Texas SC: No switching to arbitration on eve of trial

Steve Korris May 8, 2008, 11:37am

Justice Scott Brister

AUSTIN, Texas (Legal Newsline) - For the first time, the Texas Supreme Court has cancelled an arbitrator's award because the winners carried a lawsuit too far before switching to arbitration.

The high court ruled against Robert and Jane Cull, who chose arbitration four days before a scheduled trial of their lawsuit against builder Perry Homes in Tarrant County.

"The rule that one cannot wait until 'the eve of trial' to request arbitration is not limited to the evening before trial," wrote Justice Scott Brister last week.

"Having gotten what they wanted from the litigation process, they could not switch to arbitration at the last minute like this," he wrote.

"If the litigation conduct here is not enough," Brister wrote, "it is hard to imagine what would be."

Justices Nathan Hecht, Harriet O'Neill, Dale Wainwright and David Medina concurred.

They remanded the case to District Judge Thomas Lowe III, "for a prompt trial."

On eight previous occasions the Supreme Court had upheld arbitration awards against protests that parties switched tracks unfairly.

The Court almost upheld arbitration this time.

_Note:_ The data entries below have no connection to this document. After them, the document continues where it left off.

// Copyright 2015-2020 Aerospike, Inc.
//
// Portions may be licensed to Aerospike, Inc. under one or more contributor
// license agreements.
//
// Licensed under the Apache License, Version 2.0 (the "License"); you may not
// use this file except in compliance with the License. You may obtain a copy of
// the License at http://www.apache.org/licenses/LICENSE-2.0
//
// Unless required by applicable law or agreed to in writing, software
// distributed under the License is distributed on an "AS IS" BASIS, WITHOUT
// WARRANTIES OR CONDITIONS OF ANY KIND, either express or implied. See the
// License for the specific language governing permissions and limitations under
// the License.

use crate::policy::{Policy, Priority, ScanPolicy};

/// The node-facing scan request, built once per scan and shared by every per-node dispatch.
///
/// This is the read-only payload a [`Node`](crate::cluster::Node) implementation serializes into
/// its wire protocol: the identity of the scan plus the effects of the scan policy. The same
/// request value is handed to every node of the scan.
#[derive(Debug, Clone)]
pub struct ScanRequest {
    /// Unique id of this scan, shared by all per-node requests.
    pub task_id: u64,

    /// Namespace to scan.
    pub namespace: String,

    /// Set to scan; empty means every set in the namespace.
    pub set_name: String,

    /// Percent of the node's data to scan, between 1 and 100.
    pub scan_percent: u8,

    /// Return bin data (true) or record digests only (false).
    pub include_bin_data: bool,

    /// Return large data type bin values in addition to their names.
    pub include_ldt: bool,

    /// Ask the server to terminate the node scan if the cluster is in a fluctuating state.
    pub fail_on_cluster_change: bool,

    /// Server-side socket timeout in milliseconds; zero disables it.
    pub socket_timeout: u32,

    /// Server-side priority of the scan.
    pub priority: Priority,
}

impl ScanRequest {
    pub(crate) fn new(
        policy: &ScanPolicy,
        namespace: &str,
        set_name: &str,
        task_id: u64,
    ) -> Self {
        ScanRequest {
            task_id,
            namespace: namespace.to_owned(),
            set_name: set_name.to_owned(),
            scan_percent: policy.scan_percent(),
            include_bin_data: policy.include_bin_data(),
            include_ldt: policy.include_ldt(),
            fail_on_cluster_change: policy.fail_on_cluster_change(),
            socket_timeout: policy.socket_timeout(),
            priority: *policy.priority(),
        }
    }
}
// Copyright 2015-2018 Aerospike, Inc.
//
// Portions may be licensed to Aerospike, Inc. under one or more contributor
// license agreements.
//
// Licensed under the Apache License, Version 2.0 (the "License"); you may not
// use this file except in compliance with the License. You may obtain a copy of
// the License at http://www.apache.org/licenses/LICENSE-2.0
//
// Unless required by applicable law or agreed to in writing, software
// distributed under the License is distributed on an "AS IS" BASIS, WITHOUT
// WARRANTIES OR CONDITIONS OF ANY KIND, either express or implied. See the
// License for the specific language governing permissions and limitations under
// the License.

/// Specifies whether a scan, which needs to be executed on multiple cluster nodes, should be
/// executed sequentially, one node at a time, or in parallel on multiple nodes at once.
#[derive(Debug, Clone, Copy, PartialEq, Eq)]
pub enum Concurrency {
    /// Issue per-node scan requests sequentially, visiting the nodes strictly one at a time in
    /// the order of the membership snapshot taken at scan start.
    Sequential,

    /// Issue per-node scan requests to all server nodes in parallel.
    Parallel,

    /// Issue up to N per-node scan requests in parallel. When a request completes, a new request
    /// will be issued until all nodes have been visited. This mode prevents too many outstanding
    /// requests for large cluster implementations.
    ///
    /// E.g. if there are 16 nodes in the cluster and concurrency is set to `MaxNodes(8)`, then
    /// scan requests will be made to 8 nodes in parallel. When a request completes, a new request
    /// will be issued until all 16 nodes have been scanned.
    MaxNodes(usize),
}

Four of the nine Justices dissented.

Justice Phil Johnson wrote that defendant Perry Homes failed to prove that the switch prejudiced its defense.

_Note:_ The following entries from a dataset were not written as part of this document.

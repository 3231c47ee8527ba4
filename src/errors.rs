// Copyright 2015-2020 Aerospike, Inc.
//
// Portions may be licensed to Aerospike, Inc. under one or more contributor
// license agreements.
//
// Licensed under the Apache License, Version 2.0 (the "License"); you may not
// use this file except in compliance with the License. You may obtain a copy of
// the License at http://www.apache.org/licenses/LICENSE-2.0
//
// Unless required by applicable law or agreed to in writing, software
// distributed under the License is distributed on an "AS IS" BASIS, WITHOUT
// WARRANTIES OR CONDITIONS OF ANY KIND, either express or implied. See the
// License for the specific language governing permissions and limitations under
// the License.

//! Error and Result types for scan operations.
//!
//! # Examples
//!
//! Handling an error returned by a scan driver.
//!
//! ```rust,edition2018
//! use gridscan::{Error, ErrorKind};
//!
//! fn report(err: &Error) {
//!     match err {
//!         Error(ErrorKind::ClusterChanged(details), _) => {
//!             println!("Scan aborted, cluster in fluctuating state: {}", details);
//!         }
//!         err => {
//!             println!("Scan failed: {}", err);
//!             for err in err.iter().skip(1) {
//!                 println!("Caused by: {}", err);
//!             }
//!         }
//!     }
//! }
//! ```

#![allow(missing_docs)]

error_chain! {

// Automatic conversions between this error chain and other error types not defined by the
// `error_chain!`.
    foreign_links {
        Io(::std::io::Error)
            #[doc = "Error during an I/O operation on a node socket"];
    }

// Additional `ErrorKind` variants.
    errors {

/// The engine was not able to communicate with a cluster node due to some issue with the
/// network connection.
        Connection(details: String) {
            description("Network Connection Issue")
            display("Unable to communicate with cluster node: {}", details)
        }

/// One or more of the arguments passed to the scan configuration are invalid.
        InvalidArgument(details: String) {
            description("Invalid Argument")
            display("Invalid argument: {}", details)
        }

/// Cluster membership changed while a fail-fast scan was in flight. The whole scan is
/// terminated; no per-node request is retried.
        ClusterChanged(details: String) {
            description("Cluster Changed")
            display("Scan terminated, cluster changed: {}", details)
        }

/// Error returned when a node scan timed out before it could be completed.
        Timeout(details: String) {
            description("Timeout")
            display("Timeout: {}", details)
        }
    }
}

He wrote that at a hearing four days before the trial date, the parties agreed they would not be ready for trial.

He wrote that "a trial setting and actually going to trial are different matters."

Chief Justice Wallace Jefferson and Justice Paul Green joined the dissent, and Justice Don Willett wrote a separate dissent.

Brister scoffed at the minority, writing that "the dissents define prejudice in a way that makes it impossible to prove."

He wrote, "They got extensive discovery under one set of rules and then sought to arbitrate the case under another."

He wrote, "They delayed disposition by switching to arbitration when trial was imminent and arbitration was not."

He wrote, "They got the court to order discovery for them and then limited their opponents' right to appellate review."

He wrote, "Such manipulation of litigation for one party's advantage and another's detriment is precisely the kind of inherent unfairness that constitutes prejudice..."

The Culls bought a house from Perry Homes in 1996, for $233,730. With it they bought a warranty that included an arbitration clause.

They sued Perry Homes and two warranty companies in 2000. The warranty companies requested referral to the American Arbitration Association but the Culls opposed it.

The Culls called the association incompetent and biased, complained about its fees, and argued that enforcement of the arbitration clause would be "nothing short of ridiculous."

More than a year later, they moved to compel arbitration.

Lowe said, "I have a problem with people who have competent counsel who wait 14 months and after all this much effort in the courthouse had taken place, to come in and say that they have not waived that arbitration."

He granted arbitration anyway, finding that it would not prejudice the defendants.

At arbitration, the Culls obtained an award of $800,000, including $200,000 for mental anguish, $200,000 for exemplary damages and $110,000 for attorney fees.

Perry Homes asked Lowe to vacate the award, but Lowe confirmed it.
The 2nd District appeals court in Fort Worth affirmed Lowe's decision in 2005.

The Supreme Court heard oral arguments in March 2007. Stacy Obenhaus represented Perry Homes and Thomas Michel represented the Culls.

While Brister found plenty of prejudice and Johnson found none, O'Neill and Willett didn't feel so certain.

O'Neill wrote, "In some circumstances, a party's invocation of the judicial process may be so substantial that a court could presume the party resisting arbitration has been prejudiced and the right to arbitration has been waived."

She wrote, "In my view, such a presumption may easily be drawn on this record."

Willett wrote, "This is admittedly a close call, and the Court makes the best possible case for going the other way."

He wrote, "I have a difficult time saying the trial court acted arbitrarily or disregarded all guiding standards in not reaching the opposite result."